<<<<

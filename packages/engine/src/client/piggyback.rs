//! Sharing an existing client connection
//!
//! An HTTP/1 host serves its queued waiters one transaction at a time, in
//! the order they queued. An HTTP/2 host takes the new request as a stream.

use tracing::{debug, info};

use crate::conn::{ConnId, LrsState, RoleTag};
use crate::error::{Error, Result};
use crate::role::H2;
use crate::service::Worker;
use crate::telemetry::ConnStats;

impl Worker {
    /// Put `id` on `host`: as a stream if the host speaks h2 and can take
    /// one, otherwise at the back of its transaction queue.
    pub(crate) fn piggyback(&mut self, id: ConnId, host: ConnId) -> Result<ConnId> {
        let host_conn = self.conns.get(host).ok_or(Error::Closed)?;
        let h2_usable = host_conn.h2.client_h2_alpn
            && matches!(host_conn.state, LrsState::H2WaitingToSendHeaders | LrsState::Established);
        ConnStats::bump(&self.stats.piggybacks);

        if h2_usable {
            return self.h2_adopt(host, id);
        }

        if let Some(host_conn) = self.conns.get_mut(host) {
            host_conn.client.txn_queue.push_back(id);
        }
        if let Some(conn) = self.conns.get_mut(id) {
            conn.client.queued_on = Some(host);
            conn.set_state(LrsState::IssueHandshake2);
        }
        info!(conn = %id, host = %host, "waiting to send headers");
        self.callback_on_writable(host)?;
        Ok(id)
    }

    /// Turn `new` into a client stream of the h2 network connection `host`.
    ///
    /// # Errors
    ///
    /// `Error::Closed` when either connection is gone.
    pub fn h2_adopt(&mut self, host: ConnId, new: ConnId) -> Result<ConnId> {
        if !self.contains(new) {
            return Err(Error::Closed);
        }
        let sid = {
            let host_conn = self.conns.get_mut(host).ok_or(Error::Closed)?;
            host_conn.children.push(new);
            host_conn.h2n.get_or_insert_with(Box::default).next_client_sid()
        };

        let conn = self.conns.get_mut(new).ok_or(Error::Closed)?;
        conn.parent = Some(host);
        conn.role_transition(RoleTag::H2Client, LrsState::H2WaitingToSendHeaders, &H2);
        conn.h2.http2_substream = true;
        conn.h2.my_sid = sid;
        debug!(conn = %new, host = %host, sid, "adopted as h2 stream");

        self.callback_on_writable(new)?;
        Ok(new)
    }

    /// The connection whose socket `id` uses for the transaction
    #[must_use]
    pub fn client_wsi_master(&self, id: ConnId) -> ConnId {
        self.conns
            .get(id)
            .and_then(|c| c.client.queued_on)
            .unwrap_or(id)
    }

    /// The connection the current transaction on `id` belongs to: the
    /// oldest waiter while the host serves its queue, else the host.
    #[must_use]
    pub fn client_wsi_effective(&self, id: ConnId) -> ConnId {
        let Some(conn) = self.conns.get(id) else {
            return id;
        };
        if !conn.client.transaction_from_pipeline_queue {
            return id;
        }
        conn.client.txn_queue.front().copied().unwrap_or(id)
    }
}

>>>>

■ GOAL OF THE EXERCISE
Your reply is one number: how many lines of the records above contain the word "LrsState".

■ RESPONSE
4